Or la publicité commerciale, avec son pluralisme constitutif, apparaissait tout à la fois comme la conséquence de cette dissolution des repères de la certitude et comme une réponse infiniment démultipliée à l’incertitude nouvelle. Elle en était la conséquence, puisqu’elle surgissait de l’anxiété suscitée par le retrait du religieux : la « superstition de la réclame » succédait à la foi en Dieu et à l’obéissance au Prince ; et simultanément elle répondait au désarroi par une prolifération d’images et de noms qui constituaient, comme le disait Émile Zola, autant de « guides infaillibles » dans les innombrables décisions qu’appelaient les tâches et les gestes de chaque jour.

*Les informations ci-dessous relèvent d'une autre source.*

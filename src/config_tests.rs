//! Tests for configuration loading.

use super::*;

const CONFIG_YAML: &str = r#"
url:
  base_url: "https://api.cardmarket.com/ws/v2.0/output.json/"
keys:
  app_token: "app"
  app_secret: "app-secret"
  access_token: "access"
  access_token_secret: "access-secret"
countries:
  1: DE
  2: ALL
  3: 0
  4: FR
colors:
  green: "\e[32m"
  red: "\e[31m"
  yellow: "\e[33m"
  neutral: "\e[0m"
"#;

fn dummy_path() -> &'static Path {
    Path::new("config.yaml")
}

// ── AppConfig ────────────────────────────────────────────────────────

#[test]
fn parses_countries_into_selections_in_order() {
    let config = AppConfig::parse(CONFIG_YAML, dummy_path()).unwrap();

    let selections: Vec<_> = config.countries.iter().map(|c| &c.selection).collect();
    assert_eq!(
        selections,
        vec![
            &CountrySelection::Filter("DE".to_string()),
            &CountrySelection::AllCountries,
            &CountrySelection::StopRun,
            &CountrySelection::Filter("FR".to_string()),
        ]
    );
    assert_eq!(config.countries[0].key, "1");
}

#[test]
fn strips_trailing_slash_from_base_url() {
    let config = AppConfig::parse(CONFIG_YAML, dummy_path()).unwrap();
    assert_eq!(
        config.base_url,
        "https://api.cardmarket.com/ws/v2.0/output.json"
    );
}

#[test]
fn reads_palette_escape_tokens() {
    let config = AppConfig::parse(CONFIG_YAML, dummy_path()).unwrap();
    assert_eq!(config.colors.green, "\u{1b}[32m");
    assert_eq!(config.colors.neutral, "\u{1b}[0m");
}

#[test]
fn palette_for_output_drops_tokens_without_color() {
    let config = AppConfig::parse(CONFIG_YAML, dummy_path()).unwrap();
    assert_eq!(config.colors.for_output(true), config.colors);
    assert_eq!(config.colors.for_output(false), Palette::plain());
}

#[test]
fn credentials_debug_is_redacted() {
    let config = AppConfig::parse(CONFIG_YAML, dummy_path()).unwrap();
    let debug = format!("{:?}", config.credentials);
    assert!(!debug.contains("app-secret"));
    assert!(debug.contains("<redacted>"));
}

#[test]
fn rejects_nonzero_numeric_country() {
    let yaml = CONFIG_YAML.replace("3: 0", "3: 7");
    match AppConfig::parse(&yaml, dummy_path()) {
        Err(InventoryError::Config(msg)) => assert!(msg.contains("'3'")),
        other => panic!("Expected InventoryError::Config, got: {other:?}"),
    }
}

#[test]
fn rejects_missing_color_role() {
    let yaml = CONFIG_YAML.replace("  yellow: \"\\e[33m\"\n", "");
    match AppConfig::parse(&yaml, dummy_path()) {
        Err(InventoryError::Yaml { path, .. }) => assert_eq!(path, dummy_path()),
        other => panic!("Expected InventoryError::Yaml, got: {other:?}"),
    }
}

#[test]
fn rejects_malformed_document() {
    let result = AppConfig::parse("url: [unclosed", dummy_path());
    assert!(matches!(result, Err(InventoryError::Yaml { .. })));
}

#[test]
fn selection_accepts_by_country() {
    let de = CountrySelection::Filter("DE".to_string());
    assert!(de.accepts("DE"));
    assert!(!de.accepts("US"));
    assert!(CountrySelection::AllCountries.accepts("US"));
    assert_eq!(CountrySelection::AllCountries.label(), "International");
    assert_eq!(de.label(), "DE");
}

// ── Inventory ────────────────────────────────────────────────────────

#[test]
fn parses_inventory_in_document_order() {
    let yaml = r#"
Modern Horizons 2 Set Booster Display:
  article_id: 541234
  language: English
  stock: 2
  cost_basis: 180.5
  purchase_date: "2021-06-18"
Kaldheim Collector Booster:
  article_id: 498765
  language: German
  stock: 1
  cost_basis: 20
"#;
    let inventory = Inventory::parse(yaml, Path::new("inventory.yaml")).unwrap();

    assert_eq!(inventory.len(), 2);
    let first = &inventory.items()[0];
    assert_eq!(first.name, "Modern Horizons 2 Set Booster Display");
    assert_eq!(first.article_id, 541234);
    assert_eq!(first.stock, 2.0);
    assert_eq!(first.purchase_date.as_deref(), Some("2021-06-18"));

    let second = &inventory.items()[1];
    assert_eq!(second.name, "Kaldheim Collector Booster");
    assert_eq!(second.cost_basis, 20.0);
    assert_eq!(second.purchase_date, None);
}

#[test]
fn inventory_accepts_unquoted_purchase_date() {
    let yaml = r#"
Box:
  article_id: 1
  language: English
  stock: 1
  cost_basis: 1.0
  purchase_date: 2021-06-18
"#;
    let inventory = Inventory::parse(yaml, Path::new("inventory.yaml")).unwrap();
    assert_eq!(
        inventory.items()[0].purchase_date.as_deref(),
        Some("2021-06-18")
    );
}

#[test]
fn inventory_rejects_negative_stock() {
    let yaml = r#"
Box:
  article_id: 1
  language: English
  stock: -3
  cost_basis: 1.0
"#;
    let result = Inventory::parse(yaml, Path::new("inventory.yaml"));
    assert!(matches!(result, Err(InventoryError::Config(_))));
}

#[test]
fn inventory_accepts_fractional_stock() {
    let yaml = r#"
Loose Boosters:
  article_id: 1
  language: English
  stock: 1.5
  cost_basis: 4.0
"#;
    let inventory = Inventory::parse(yaml, Path::new("inventory.yaml")).unwrap();
    assert_eq!(inventory.items()[0].stock, 1.5);
}

#[test]
fn inventory_rejects_negative_cost_basis() {
    let yaml = r#"
Box:
  article_id: 1
  language: English
  stock: 3
  cost_basis: -1.0
"#;
    let result = Inventory::parse(yaml, Path::new("inventory.yaml"));
    assert!(matches!(result, Err(InventoryError::Config(_))));
}

#[test]
fn inventory_rejects_missing_article_id() {
    let yaml = r#"
Box:
  language: English
  stock: 3
  cost_basis: 1.0
"#;
    let result = Inventory::parse(yaml, Path::new("inventory.yaml"));
    assert!(matches!(result, Err(InventoryError::Yaml { .. })));
}

// ── LanguageTable ────────────────────────────────────────────────────

#[test]
fn resolves_known_language() {
    let yaml = "languages:\n  English: 1\n  German: 3\n";
    let table = LanguageTable::parse(yaml, Path::new("api.yaml")).unwrap();
    assert_eq!(table.resolve("German").unwrap(), 3);
    assert_eq!(table.len(), 2);
}

#[test]
fn unknown_language_is_an_error() {
    let table = LanguageTable::from_pairs([("English", 1)]);
    match table.resolve("Klingon") {
        Err(InventoryError::UnknownLanguage(lang)) => assert_eq!(lang, "Klingon"),
        other => panic!("Expected InventoryError::UnknownLanguage, got: {other:?}"),
    }
}
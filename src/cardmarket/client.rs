//! Blocking Cardmarket API client

use super::listings::{parse_listings, Listing};
use super::oauth::OAuthSigner;
use crate::config::Credentials;
use crate::error::{InventoryError, Result};
use reqwest::header::{AUTHORIZATION, USER_AGENT};
use reqwest::StatusCode;
use std::time::Duration;

pub const DEFAULT_TIMEOUT: Duration = Duration::from_secs(30);

/// Anything that can return the current listings of an article
pub trait ListingSource {
    /// Fetches listings for `article_id` in the given language.
    ///
    /// `Ok(None)` means the response could not be read as a listing array.
    /// Rejected credentials, quota exhaustion and other error statuses
    /// (except 404) are errors.
    fn fetch_listings(&self, article_id: u64, language_id: u32) -> Result<Option<Vec<Listing>>>;
}

/// Signed client for `<base_url>/articles/<id>`
pub struct CardmarketClient {
    client: reqwest::blocking::Client,
    base_url: String,
    signer: OAuthSigner,
}

impl CardmarketClient {
    pub fn new(base_url: &str, credentials: Credentials, timeout: Duration) -> Result<Self> {
        log::debug!("Creating Cardmarket client for {} (timeout {:?})", base_url, timeout);
        let client = reqwest::blocking::Client::builder()
            .timeout(timeout)
            .build()?;

        Ok(Self {
            client,
            base_url: base_url.trim_end_matches('/').to_string(),
            signer: OAuthSigner::new(credentials),
        })
    }

    pub fn article_url(&self, article_id: u64) -> String {
        format!("{}/articles/{}", self.base_url, article_id)
    }
}

impl ListingSource for CardmarketClient {
    fn fetch_listings(&self, article_id: u64, language_id: u32) -> Result<Option<Vec<Listing>>> {
        let url = self.article_url(article_id);
        let query = vec![("idLanguage".to_string(), language_id.to_string())];
        let authorization = self.signer.authorization_header("GET", &url, &query)?;

        log::debug!("GET {} (idLanguage={})", url, language_id);
        let response = self
            .client
            .get(&url)
            .query(&query)
            .header(AUTHORIZATION, authorization)
            .header(USER_AGENT, "mkm_inventory/0.1")
            .send()?;

        let status = response.status();
        if status == StatusCode::UNAUTHORIZED || status == StatusCode::FORBIDDEN {
            return Err(InventoryError::Unauthorized(status));
        }
        if status == StatusCode::TOO_MANY_REQUESTS {
            return Err(InventoryError::RateLimited(status));
        }
        // 404 means the article has no listings in this language
        if status.is_server_error() || (status.is_client_error() && status != StatusCode::NOT_FOUND) {
            return Err(InventoryError::HttpStatus(status));
        }

        let body = response.text()?;
        let listings = parse_listings(&body);
        if listings.is_none() {
            log::warn!(
                "Article {}: unreadable response (HTTP {}), price unavailable",
                article_id,
                status
            );
        }
        Ok(listings)
    }
}

#[cfg(test)]
#[path = "client_tests.rs"]
mod tests;
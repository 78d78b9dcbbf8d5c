//! Price lookup for a single inventory item under a country selection

use crate::cardmarket::{lowest_price, ListingSource};
use crate::config::{CountrySelection, InventoryItem, LanguageTable};
use crate::error::Result;

/// Returns the lowest matching price for `item`, or `None` when unavailable.
///
/// Fails for languages missing from `languages` and for transport errors;
/// unreadable responses and empty selections are not errors.
pub fn lookup_lowest_price<S: ListingSource + ?Sized>(
    source: &S,
    item: &InventoryItem,
    selection: &CountrySelection,
    languages: &LanguageTable,
) -> Result<Option<f64>> {
    let language_id = languages.resolve(&item.language)?;

    let Some(listings) = source.fetch_listings(item.article_id, language_id)? else {
        return Ok(None);
    };

    let price = lowest_price(&listings, selection);
    if price.is_none() {
        log::info!(
            "{}: no listings for {} out of {}",
            item.name,
            selection.label(),
            listings.len()
        );
    }
    Ok(price)
}
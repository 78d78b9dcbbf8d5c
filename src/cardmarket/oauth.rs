//! OAuth 1.0a request signing (HMAC-SHA1) as required by the Cardmarket API

use crate::config::Credentials;
use crate::error::{InventoryError, Result};
use base64::{engine::general_purpose, Engine as _};
use hmac::{Hmac, Mac};
use sha1::Sha1;

const SIGNATURE_METHOD: &str = "HMAC-SHA1";
const OAUTH_VERSION: &str = "1.0";

/// Builds `Authorization` headers for signed requests
pub struct OAuthSigner {
    credentials: Credentials,
}

impl OAuthSigner {
    pub fn new(credentials: Credentials) -> Self {
        Self { credentials }
    }

    /// Signs a request with a fresh nonce and the current timestamp.
    ///
    /// `url` must not contain a query string; query parameters go in `query`.
    pub fn authorization_header(
        &self,
        method: &str,
        url: &str,
        query: &[(String, String)],
    ) -> Result<String> {
        let nonce = uuid::Uuid::new_v4().simple().to_string();
        let timestamp = chrono::Utc::now().timestamp().to_string();
        self.header_with(method, url, query, &nonce, &timestamp)
    }

    pub(crate) fn header_with(
        &self,
        method: &str,
        url: &str,
        query: &[(String, String)],
        nonce: &str,
        timestamp: &str,
    ) -> Result<String> {
        let oauth_params = self.oauth_params(nonce, timestamp);

        let mut all_params = oauth_params.clone();
        all_params.extend(query.iter().cloned());

        let base = signature_base_string(method, url, &all_params);
        let signature = self.sign(&base)?;

        let mut header_params = oauth_params;
        header_params.push(("oauth_signature".to_string(), signature));

        let mut header = format!("OAuth realm=\"{}\"", url);
        for (key, value) in &header_params {
            header.push_str(&format!(", {}=\"{}\"", key, encode(value)));
        }
        Ok(header)
    }

    fn oauth_params(&self, nonce: &str, timestamp: &str) -> Vec<(String, String)> {
        vec![
            ("oauth_consumer_key".to_string(), self.credentials.app_token.clone()),
            ("oauth_token".to_string(), self.credentials.access_token.clone()),
            ("oauth_nonce".to_string(), nonce.to_string()),
            ("oauth_timestamp".to_string(), timestamp.to_string()),
            ("oauth_signature_method".to_string(), SIGNATURE_METHOD.to_string()),
            ("oauth_version".to_string(), OAUTH_VERSION.to_string()),
        ]
    }

    fn sign(&self, base: &str) -> Result<String> {
        let key = format!(
            "{}&{}",
            encode(&self.credentials.app_secret),
            encode(&self.credentials.access_token_secret)
        );
        let mut mac = Hmac::<Sha1>::new_from_slice(key.as_bytes())
            .map_err(|e| InventoryError::Config(format!("invalid OAuth signing key: {}", e)))?;
        mac.update(base.as_bytes());
        Ok(general_purpose::STANDARD.encode(mac.finalize().into_bytes()))
    }
}

/// `METHOD&url&params` with parameters encoded, then sorted by key and value
pub(crate) fn signature_base_string(
    method: &str,
    url: &str,
    params: &[(String, String)],
) -> String {
    let mut encoded: Vec<(String, String)> = params
        .iter()
        .map(|(k, v)| (encode(k), encode(v)))
        .collect();
    encoded.sort();

    let param_string = encoded
        .iter()
        .map(|(k, v)| format!("{}={}", k, v))
        .collect::<Vec<_>>()
        .join("&");

    format!(
        "{}&{}&{}",
        method.to_uppercase(),
        encode(url),
        encode(&param_string)
    )
}

fn encode(value: &str) -> String {
    urlencoding::encode(value).into_owned()
}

Comme pour métaphoriser le sentiment d’appartenance à une époque vidée de Dieu, post-monarchique et où nulle tête ne maîtrisait plus de corps politique mystiquement soudé dans toutes ses parties, Edgar Allan Poe avait décrit l’attraction universelle de Newton par la tendance de chacun des atomes à se rallier, non pas à un lieu concret ou abstrait, mais à un principe : « Leur source est dans le principe Unité. C’est là le père qu’ils ont perdu. C’est là ce qu’ils cherchent toujours, immédiatement, dans toutes les directions, partout où ils peuvent le trouver, même partiellement ; apaisant ainsi, dans une certaine mesure, leur indestructible tendance, tout en faisant route vers leur absolue satisfaction finale21. » Ainsi pourrait-on également décrire les sujets modernes de la démocratie : en deuil du principe Unité, mais le cherchant toujours, dans toutes les directions, pour tenter d’apaiser leur soif.

Anatole de Monzie, ministre aux sympathies mussoliniennes, directeur avec Lucien Febvre durant les années 1930 de la grande entreprise de L’Encyclopédie française qui devait éclairer la nation, préfaçait en ces termes une grande exposition d’affiches : « Plus que jamais, les peuples ont besoin d’images. Tous les peuples, le nôtre comme celui de New-York ou de Moscou. Il leur en faut pour orienter leur curiosité, approvisionner leurs mémoires, soutenir leurs enthousiasmes et leur approbations22. » Dans ce temps de l’entre-deux-guerres où l’usage des termes de propagande et de publicité n’était nullement fixé, ce « besoin d’images » s’affirmait comme un besoin de guides, politiques autant que commerciaux. De Monzie les associait d’ailleurs aussitôt, sans hésitation aucune. Ce n’était pas un hasard, poursuivait-il, si l’art de l’affiche s’était développé en France sous la Troisième République : « Son essor coïncide avec l’épanouissement de la Démocratie, régime publicitaire en effet23. » Cette coïncidence signifiait au moins que le rôle attribué à l’affiche, qu’elle fut de propagande politique ou de publicité commerciale, ne se limitait ni à convaincre le citoyen d’une idée ni à vendre au flâneur une quelconque marchandise. Car définir la Démocratie comme un régime publicitaire, c’était non seulement rappeler que la publicité des débats était au fondement de la démocratie parlementaire, mais c’était aussi, en référence à l’affiche, conférer aux images de propagande et de publicité un rôle politique central et décisif : celui de diriger l’attention d’un peuple pour construire son histoire (sa mémoire) et obtenir son soutien enthousiaste – en bref, régner sur le passé, le présent et l’avenir d’un peuple.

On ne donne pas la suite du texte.